Common Adverse Effects
Headache, viral infection, pharyngitis, epistaxis/blood-tinged mucus, coughing, upper respiratory tract infection, dysmenorrhea, musculoskeletal pain, sinusitis, vomiting.
How should I use Mometasone (eent) (monograph)
General
-
For therapeutic effectiveness, use at regular intervals.
Administration
Intranasal Administration
Administer by nasal inhalation using a a metered-dose nasal spray pump.
Shake inhaler gently immediately prior to use.
Prior to initial use, the metered-dose pump spray must be primed with 10 actuations or until a fine spray appears. Prime pump after a period of nonuse (i.e., >1 week) by actuating twice or until a fine spray appears.
Clear nasal passages prior to administration.
Tilt the head slightly forward, insert the nasal applicator into one nostril, and point the tip of the applicator away from the nasal septum. Pump the drug into the nostril while holding the other nostril closed and concurrently inspiring through the nose. Repeat procedure for the other nostril.

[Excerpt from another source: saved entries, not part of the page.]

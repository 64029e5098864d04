//! The closed build-strategy enumeration BVH construction recognises
//! (spec §6, "Build-strategy tag").
#[derive(Debug, Copy, Clone, PartialEq, Eq)]
pub enum BuildStrategy {
    /// Recursive chunk partition by centroid along the widest axis.
    TopDown,
    /// Bottom-up from Morton codes.
    Morton,
    /// Bottom-up from nested (block-index) codes.
    Nested,
}
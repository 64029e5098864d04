//! Flattened, cache-friendly BVH traversal representation (spec §4.3).
//!
//! A build node holds a variable-length primitive list and can span several
//! cache lines; `LinearBvh` walks the build tree once in depth-first order
//! and emits one fixed-size [`LinearNode`] record per node, the same
//! flatten-to-array trick `lasgun::accelerators::bvh::BVHAccel` uses
//! (`flatten_bvh_tree` / `LinearBVHNode`), generalised from its
//! binary-only layout to an arbitrary branching factor `K`.
use std::array;
use std::marker::PhantomData;

use cgmath::BaseFloat;

use crate::space::BoundingVolume;
use super::build::{ BuildNode, Content };

/// One record in the flattened array: `{bv, primitivesOffset, numPrimitives,
/// childOffsets[K]}` (spec §3, "BVH linear-node (flat)"). Whether a record
/// is a leaf is carried by `leaf` itself, not inferred from `num_primitives`:
/// a leaf built from zero primitives (an empty `FastUnionIF`, or a mesh whose
/// facets were all degenerate) still has `num_primitives == 0`, and without
/// an explicit discriminator it would be mistaken for an interior node whose
/// never-overwritten `child_offsets` all point back at the root.
#[derive(Clone, Copy)]
pub struct LinearNode<T: BaseFloat, BV: BoundingVolume<T>, const K: usize> {
    pub bv: BV,
    pub primitives_offset: u32,
    pub num_primitives: u32,
    pub child_offsets: [u32; K],
    pub leaf: bool,
    _scalar: PhantomData<T>,
}

impl<T: BaseFloat, BV: BoundingVolume<T>, const K: usize> LinearNode<T, BV, K> {
    pub fn is_leaf(&self) -> bool {
        self.leaf
    }
}

/// The flattened BVH: an array of [`LinearNode`] records plus the flat
/// array of primitives, reordered into leaf-visit order.
pub struct LinearBvh<T: BaseFloat, P, BV: BoundingVolume<T>, const K: usize> {
    nodes: Vec<LinearNode<T, BV, K>>,
    primitives: Vec<(P, BV)>,
}

impl<T: BaseFloat, P, BV: BoundingVolume<T>, const K: usize> LinearBvh<T, P, BV, K> {
    /// Flatten a build tree. Per spec §9's Open Questions, a build tree on
    /// which no partition ever occurred (the root itself was never split)
    /// is simply a single-leaf build node already: `flatten` treats it as
    /// one leaf record, which this walk does naturally since a build node
    /// that is a `Content::Leaf` is always emitted as exactly that.
    pub fn build(root: BuildNode<T, P, BV, K>) -> Self {
        let mut nodes = Vec::new();
        let mut primitives = Vec::new();
        flatten_node(root, &mut nodes, &mut primitives);
        LinearBvh { nodes, primitives }
    }

    pub fn root_bounds(&self) -> BV {
        self.nodes[0].bv
    }

    pub fn primitives(&self) -> &[(P, BV)] {
        &self.primitives
    }

    pub fn nodes(&self) -> &[LinearNode<T, BV, K>] {
        &self.nodes
    }

    /// The same higher-order traversal contract as
    /// [`BuildNode::traverse`] (spec §4.3: "The resulting `LinearBVH`
    /// exposes the same `traverse` contract as the build tree").
    pub fn traverse<M>(
        &self,
        meta_updater: &mut impl FnMut(&LinearNode<T, BV, K>) -> M,
        visiter: &mut impl FnMut(&LinearNode<T, BV, K>, &M) -> bool,
        sorter: &mut impl FnMut(&mut Vec<(usize, M)>),
        updater: &mut impl FnMut(&[(P, BV)]),
    ) {
        if self.nodes.is_empty() {
            return;
        }

        let root_meta = meta_updater(&self.nodes[0]);
        if !visiter(&self.nodes[0], &root_meta) {
            return;
        }

        let mut stack: Vec<(usize, M)> = vec![(0, root_meta)];
        while let Some((i, _meta)) = stack.pop() {
            let node = &self.nodes[i];
            if node.is_leaf() {
                let start = node.primitives_offset as usize;
                let end = start + node.num_primitives as usize;
                updater(&self.primitives[start..end]);
            } else {
                let mut entries: Vec<(usize, M)> = node
                    .child_offsets
                    .iter()
                    .map(|&off| {
                        let child = &self.nodes[off as usize];
                        (off as usize, meta_updater(child))
                    })
                    .filter(|(off, m)| visiter(&self.nodes[*off], m))
                    .collect();
                sorter(&mut entries);
                stack.extend(entries);
            }
        }
    }
}

fn flatten_node<T: BaseFloat, P, BV: BoundingVolume<T>, const K: usize>(
    node: BuildNode<T, P, BV, K>,
    nodes: &mut Vec<LinearNode<T, BV, K>>,
    primitives: &mut Vec<(P, BV)>,
) -> usize {
    let my_index = nodes.len();
    nodes.push(LinearNode {
        bv: node.bv,
        primitives_offset: 0,
        num_primitives: 0,
        child_offsets: [0; K],
        leaf: false,
        _scalar: PhantomData,
    });

    match node.content {
        Content::Leaf(items) => {
            let offset = primitives.len() as u32;
            let count = items.len() as u32;
            primitives.extend(items);
            nodes[my_index].primitives_offset = offset;
            nodes[my_index].num_primitives = count;
            nodes[my_index].leaf = true;
        }
        Content::Interior(children) => {
            let mut offsets: [u32; K] = array::from_fn(|_| 0);
            for (i, child) in children.into_iter().enumerate() {
                offsets[i] = flatten_node(*child, nodes, primitives) as u32;
            }
            nodes[my_index].child_offsets = offsets;
        }
    }

    my_index
}
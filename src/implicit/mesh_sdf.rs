//! Mesh-SDF adapters (spec §4.9): `MeshSDF` forwards queries straight to
//! the mesh-level signed distance; `FastMeshSDF`/`FastCompactMeshSDF` wrap a
//! BVH over the mesh's faces (build-tree and flat respectively) so a query
//! only evaluates the faces its bounding volumes couldn't prune. Both Fast
//! variants also expose a k-nearest-faces query and a pairwise
//! face-intersection query against another mesh.
use std::cmp::Ordering;

use cgmath::BaseFloat;

use crate::bvh::{ BuildStrategy, BuildNode, LinearBvh };
use crate::dcel::{ face_signed_distance, mesh_signed_distance, Face, FaceId, InsideTest, Mesh };
use crate::space::{ BoundingVolume, Vec3 };
use super::ImplicitFunction;

/// Enclose a face's vertices in a bounding volume, the BV a [`FastMeshSDF`]
/// or [`FastCompactMeshSDF`] keys its BVH leaves by.
fn face_bounding_volume<T: BaseFloat, M: Clone, BV: BoundingVolume<T>>(mesh: &Mesh<T, M>, face_id: FaceId) -> BV {
    let positions: Vec<Vec3<T>> = mesh
        .face_half_edges(face_id)
        .iter()
        .map(|&h| mesh.vertex(mesh.half_edge(h).origin).position)
        .collect();
    BV::from_points(&positions)
}

/// Replace `best` with `candidate` when `candidate` is closer in magnitude
/// (spec §4.9: "`best_so_far` is tracked as a signed value where
/// replacement is by magnitude").
fn closer_by_magnitude<T: BaseFloat>(best: T, candidate: T) -> T {
    if candidate.abs() < best.abs() { candidate } else { best }
}

/// `MeshSDF`: owns a DCEL mesh and forwards queries to the mesh-level
/// signed distance, evaluating every face (spec §4.9).
pub struct MeshSDF<T: BaseFloat, M: Clone = ()> {
    mesh: Mesh<T, M>,
    test: InsideTest,
}

impl<T: BaseFloat, M: Clone> MeshSDF<T, M> {
    pub fn new(mesh: Mesh<T, M>) -> Self {
        MeshSDF { mesh, test: InsideTest::default() }
    }

    pub fn with_inside_test(mesh: Mesh<T, M>, test: InsideTest) -> Self {
        MeshSDF { mesh, test }
    }

    pub fn mesh(&self) -> &Mesh<T, M> {
        &self.mesh
    }
}

impl<T: BaseFloat, M: Clone> ImplicitFunction<T> for MeshSDF<T, M> {
    fn value(&self, p: Vec3<T>) -> T {
        mesh_signed_distance(&self.mesh, p, self.test)
    }
}

/// Max-heap entry for a bounded k-nearest search: ordered by distance so a
/// [`std::collections::BinaryHeap`] pops the *farthest* kept candidate
/// first, the one to evict when a closer face is found.
struct HeapEntry<T> {
    distance: T,
    face: FaceId,
}

impl<T: BaseFloat> PartialEq for HeapEntry<T> {
    fn eq(&self, other: &Self) -> bool {
        self.distance == other.distance
    }
}
impl<T: BaseFloat> Eq for HeapEntry<T> {}
impl<T: BaseFloat> PartialOrd for HeapEntry<T> {
    fn partial_cmp(&self, other: &Self) -> Option<Ordering> {
        Some(self.cmp(other))
    }
}
impl<T: BaseFloat> Ord for HeapEntry<T> {
    fn cmp(&self, other: &Self) -> Ordering {
        self.distance.partial_cmp(&other.distance).unwrap_or(Ordering::Equal)
    }
}

/// `FastMeshSDF<T, M, BV, K>`: a build-tree BVH over a mesh's faces (spec
/// §4.9). The query pattern mirrors [`super::FastUnionIF`]'s, but the
/// per-leaf update rule is the per-face signed distance and the running
/// best is kept by magnitude, not raw minimum.
pub struct FastMeshSDF<T: BaseFloat, M: Clone, BV: BoundingVolume<T>, const K: usize> {
    mesh: Mesh<T, M>,
    bvh: BuildNode<T, FaceId, BV, K>,
    test: InsideTest,
}

impl<T: BaseFloat, M: Clone, BV: BoundingVolume<T>, const K: usize> FastMeshSDF<T, M, BV, K> {
    pub fn build(mesh: Mesh<T, M>, strategy: BuildStrategy, report: &mut crate::error::SanityReport) -> Self {
        let items: Vec<(FaceId, BV)> = mesh.face_ids().map(|f| (f, face_bounding_volume(&mesh, f))).collect();
        let bvh = match strategy {
            BuildStrategy::TopDown => BuildNode::build_top_down(items, &|_| false, report),
            BuildStrategy::Morton => BuildNode::build_morton(items),
            BuildStrategy::Nested => BuildNode::build_nested(items),
        };
        FastMeshSDF { mesh, bvh, test: InsideTest::default() }
    }

    pub fn mesh(&self) -> &Mesh<T, M> {
        &self.mesh
    }

    /// The `k` faces whose bounding volumes are nearest to `p`, sorted by
    /// ascending BV distance (spec §4.9: "a k-nearest-faces query").
    pub fn k_nearest_faces(&self, p: Vec3<T>, k: usize) -> Vec<(FaceId, T)> {
        use std::collections::BinaryHeap;
        let mut heap: BinaryHeap<HeapEntry<T>> = BinaryHeap::with_capacity(k + 1);

        self.bvh.traverse(
            &mut |node| node.bv.distance(p),
            &mut |_node, &bv_dist| k == 0 || heap.len() < k || bv_dist <= heap.peek().unwrap().distance,
            &mut |entries| entries.sort_by(|(_, a), (_, b)| b.partial_cmp(a).unwrap_or(Ordering::Equal)),
            &mut |faces| {
                for &(face, bv) in faces {
                    let d = bv.distance(p);
                    if k == 0 {
                        continue;
                    }
                    if heap.len() < k {
                        heap.push(HeapEntry { distance: d, face });
                    } else if d < heap.peek().unwrap().distance {
                        heap.pop();
                        heap.push(HeapEntry { distance: d, face });
                    }
                }
            },
        );

        let mut out: Vec<(FaceId, T)> = heap.into_iter().map(|e| (e.face, e.distance)).collect();
        out.sort_by(|(_, a), (_, b)| a.partial_cmp(b).unwrap_or(Ordering::Equal));
        out
    }

    /// Pairwise face-intersection query against another mesh-SDF's BVH,
    /// pruned by bounding-volume overlap and decided by a caller-supplied
    /// face-face intersection test (spec §4.9: used to detect
    /// self-intersections when `other` is the same mesh).
    pub fn intersecting_faces(
        &self,
        other: &FastMeshSDF<T, M, BV, K>,
        face_test: impl Fn(&Face<T, M>, &Face<T, M>) -> bool,
    ) -> Vec<(FaceId, FaceId)> {
        let mut out = Vec::new();
        for &(face_a, bv_a) in all_primitives(&self.bvh).iter() {
            other.bvh.traverse(
                &mut |node| node.bv.intersects(&bv_a),
                &mut |_node, &hit| hit,
                &mut |_entries| {},
                &mut |faces| {
                    for &(face_b, bv_b) in faces {
                        if bv_a.intersects(&bv_b) && face_test(self.mesh.face(face_a), other.mesh.face(face_b)) {
                            out.push((face_a, face_b));
                        }
                    }
                },
            );
        }
        out
    }
}

/// Collect every primitive a build tree owns by walking it with a visit
/// predicate that always descends (spec §9's Design Notes: the same
/// four-callback `traverse` contract serves this as readily as pruned
/// queries). Used by [`FastMeshSDF::intersecting_faces`], which needs to
/// enumerate `self`'s faces directly rather than prune against a query point.
fn all_primitives<T: BaseFloat, P: Clone, BV: BoundingVolume<T>, const K: usize>(
    root: &BuildNode<T, P, BV, K>,
) -> Vec<(P, BV)> {
    let mut out = Vec::new();
    root.traverse(
        &mut |_node| (),
        &mut |_node, _meta| true,
        &mut |_entries| {},
        &mut |items| out.extend(items.iter().cloned()),
    );
    out
}

impl<T: BaseFloat, M: Clone, BV: BoundingVolume<T>, const K: usize> ImplicitFunction<T> for FastMeshSDF<T, M, BV, K> {
    fn value(&self, p: Vec3<T>) -> T {
        let mut best = T::infinity();

        self.bvh.traverse(
            &mut |node| node.bv.distance(p),
            &mut |_node, &bv_dist| bv_dist <= T::zero() || bv_dist <= best.abs(),
            &mut |entries| entries.sort_by(|(_, a), (_, b)| b.partial_cmp(a).unwrap_or(Ordering::Equal)),
            &mut |faces| {
                for &(face, _bv) in faces {
                    let d = face_signed_distance(&self.mesh, face, p, self.test);
                    best = closer_by_magnitude(best, d);
                }
            },
        );

        best
    }
}

/// `FastCompactMeshSDF<T, M, BV, K>`: the flat-BVH twin of [`FastMeshSDF`],
/// built once the face layout is finalised (spec §4.9).
pub struct FastCompactMeshSDF<T: BaseFloat, M: Clone, BV: BoundingVolume<T>, const K: usize> {
    mesh: Mesh<T, M>,
    bvh: LinearBvh<T, FaceId, BV, K>,
    test: InsideTest,
}

impl<T: BaseFloat, M: Clone, BV: BoundingVolume<T>, const K: usize> FastCompactMeshSDF<T, M, BV, K> {
    pub fn build(mesh: Mesh<T, M>, strategy: BuildStrategy, report: &mut crate::error::SanityReport) -> Self {
        let items: Vec<(FaceId, BV)> = mesh.face_ids().map(|f| (f, face_bounding_volume(&mesh, f))).collect();
        let build = match strategy {
            BuildStrategy::TopDown => BuildNode::build_top_down(items, &|_| false, report),
            BuildStrategy::Morton => BuildNode::build_morton(items),
            BuildStrategy::Nested => BuildNode::build_nested(items),
        };
        FastCompactMeshSDF { mesh, bvh: LinearBvh::build(build), test: InsideTest::default() }
    }

    pub fn from_fast(fast: FastMeshSDF<T, M, BV, K>) -> Self {
        FastCompactMeshSDF { mesh: fast.mesh, bvh: LinearBvh::build(fast.bvh), test: fast.test }
    }

    pub fn mesh(&self) -> &Mesh<T, M> {
        &self.mesh
    }

    pub fn k_nearest_faces(&self, p: Vec3<T>, k: usize) -> Vec<(FaceId, T)> {
        use std::collections::BinaryHeap;
        let mut heap: BinaryHeap<HeapEntry<T>> = BinaryHeap::with_capacity(k + 1);

        self.bvh.traverse(
            &mut |node| node.bv.distance(p),
            &mut |_node, &bv_dist| k == 0 || heap.len() < k || bv_dist <= heap.peek().unwrap().distance,
            &mut |entries| entries.sort_by(|(_, a), (_, b)| b.partial_cmp(a).unwrap_or(Ordering::Equal)),
            &mut |faces| {
                for &(face, bv) in faces {
                    if k == 0 {
                        continue;
                    }
                    let d = bv.distance(p);
                    if heap.len() < k {
                        heap.push(HeapEntry { distance: d, face });
                    } else if d < heap.peek().unwrap().distance {
                        heap.pop();
                        heap.push(HeapEntry { distance: d, face });
                    }
                }
            },
        );

        let mut out: Vec<(FaceId, T)> = heap.into_iter().map(|e| (e.face, e.distance)).collect();
        out.sort_by(|(_, a), (_, b)| a.partial_cmp(b).unwrap_or(Ordering::Equal));
        out
    }

    pub fn intersecting_faces(
        &self,
        other: &FastCompactMeshSDF<T, M, BV, K>,
        face_test: impl Fn(&Face<T, M>, &Face<T, M>) -> bool,
    ) -> Vec<(FaceId, FaceId)> {
        let mut out = Vec::new();
        for &(face_a, bv_a) in self.bvh.primitives() {
            other.bvh.traverse(
                &mut |node| node.bv.intersects(&bv_a),
                &mut |_node, &hit| hit,
                &mut |_entries| {},
                &mut |faces| {
                    for &(face_b, bv_b) in faces {
                        if bv_a.intersects(&bv_b) && face_test(self.mesh.face(face_a), other.mesh.face(face_b)) {
                            out.push((face_a, face_b));
                        }
                    }
                },
            );
        }
        out
    }
}

impl<T: BaseFloat, M: Clone, BV: BoundingVolume<T>, const K: usize> ImplicitFunction<T> for FastCompactMeshSDF<T, M, BV, K> {
    fn value(&self, p: Vec3<T>) -> T {
        let mut best = T::infinity();

        self.bvh.traverse(
            &mut |node| node.bv.distance(p),
            &mut |_node, &bv_dist| bv_dist <= T::zero() || bv_dist <= best.abs(),
            &mut |entries| entries.sort_by(|(_, a), (_, b)| b.partial_cmp(a).unwrap_or(Ordering::Equal)),
            &mut |faces| {
                for &(face, _bv) in faces {
                    let d = face_signed_distance(&self.mesh, face, p, self.test);
                    best = closer_by_magnitude(best, d);
                }
            },
        );

        best
    }
}

#[cfg(test)]
mod tests {
    use super::*;
    use crate::dcel::build;
    use crate::error::SanityReport;
    use crate::soup::Soup;
    use crate::space::Aabb;

    fn tetrahedron() -> Mesh<f64, ()> {
        let v = vec![
            Vec3::new(0.0, 0.0, 0.0),
            Vec3::new(1.0, 0.0, 0.0),
            Vec3::new(0.0, 1.0, 0.0),
            Vec3::new(0.0, 0.0, 1.0),
        ];
        let facets = vec![vec![0, 2, 1], vec![0, 1, 3], vec![0, 3, 2], vec![1, 2, 3]];
        let soup = Soup::new(v, facets);
        let mut report = SanityReport::new();
        build::build(&soup, &mut report)
    }

    #[test]
    fn fast_mesh_sdf_matches_mesh_sdf_everywhere() {
        let mut report = SanityReport::new();
        let mesh_for_slow = tetrahedron();
        let slow = MeshSDF::new(mesh_for_slow);
        let fast = FastMeshSDF::<f64, (), Aabb<f64>, 2>::build(tetrahedron(), BuildStrategy::TopDown, &mut report);

        for p in [
            Vec3::new(0.25, 0.25, 0.25),
            Vec3::new(1.0, 1.0, 1.0),
            Vec3::new(-1.0, -1.0, -1.0),
            Vec3::new(0.1, 0.1, 5.0),
        ] {
            assert!((slow.value(p) - fast.value(p)).abs() < 1e-9, "mismatch at {:?}", p);
        }
    }

    #[test]
    fn fast_compact_mesh_sdf_matches_fast_mesh_sdf() {
        let mut report = SanityReport::new();
        let fast = FastMeshSDF::<f64, (), Aabb<f64>, 2>::build(tetrahedron(), BuildStrategy::Morton, &mut report);
        let p = Vec3::new(0.6, 0.6, 0.6);
        let expected = fast.value(p);
        let compact = FastCompactMeshSDF::from_fast(fast);
        assert!((compact.value(p) - expected).abs() < 1e-12);
    }

    #[test]
    fn k_nearest_faces_returns_k_in_ascending_order() {
        let mut report = SanityReport::new();
        let fast = FastMeshSDF::<f64, (), Aabb<f64>, 2>::build(tetrahedron(), BuildStrategy::TopDown, &mut report);
        let nearest = fast.k_nearest_faces(Vec3::new(0.25, 0.25, 0.25), 2);
        assert_eq!(nearest.len(), 2);
        assert!(nearest[0].1 <= nearest[1].1);
    }

    #[test]
    fn self_intersection_query_finds_shared_edges_as_overlapping_bvs() {
        let mut report = SanityReport::new();
        let fast = FastMeshSDF::<f64, (), Aabb<f64>, 2>::build(tetrahedron(), BuildStrategy::TopDown, &mut report);
        let fast2 = FastMeshSDF::<f64, (), Aabb<f64>, 2>::build(tetrahedron(), BuildStrategy::TopDown, &mut SanityReport::new());
        let pairs = fast.intersecting_faces(&fast2, |_a, _b| true);
        // Every face of a tetrahedron shares a bounding-box corner with every other.
        assert!(pairs.len() >= fast.mesh().face_count());
    }
}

Clean nasal applicator by removing the nasal applicator and plastic cap. Soak the nasal applicator in cold tap water and/or rinse in warm water and dry. Rinse the plastic cap under cold water and dry. Reassemble the nasal applicator with the pump by reinserting the pump stem into the center opening of the applicator. Reprime the pump by actuating twice or until a fine spray appears.
Dosage
Available as mometasone furoate monohydrate; dosage expressed in terms of anhydrous mometasone furoate.
After priming, nasal spray pump delivers about 50 mcg of mometasone furoate per metered spray and about 120 metered doses per 17-g container.
Pediatric Patients
Titrate dosage to the lowest possible effective level. (See Pediatric Use under Cautions.)
Allergic Rhinitis
Treatment of Seasonal or Perennial Allergic Rhinitis
Intranasal InhalationChildren 2–11 years of age: 50 mcg (1 spray) in each nostril once daily (100 mcg total daily dosage).
Children ≥12 years of age: 100 mcg (2 sprays) in each nostril once daily (200 mcg total daily dosage).
Prophylaxis of Seasonal Allergic Rhinitis
Intransasl InhalationChildren ≥12 years of age: 100 mcg (2 sprays) in each nostril once daily (200 mcg total daily dosage) starting 2–4 weeks prior to the anticipated start of the pollen season.
Adults
Allergic Rhinitis
Treatment of Seasonal or Perennial Allergic Rhinitis
Intranasal Inhalation100 mcg (2 sprays) in each nostril once daily (200 mcg total daily dosage).
Prophylaxis of Seasonal Allergic Rhinitis
Intranasal Inhalation100 mcg (2 sprays) in each nostril once daily (200 mcg total daily dosage) starting 2–4 weeks prior to the anticipated start of the pollen season.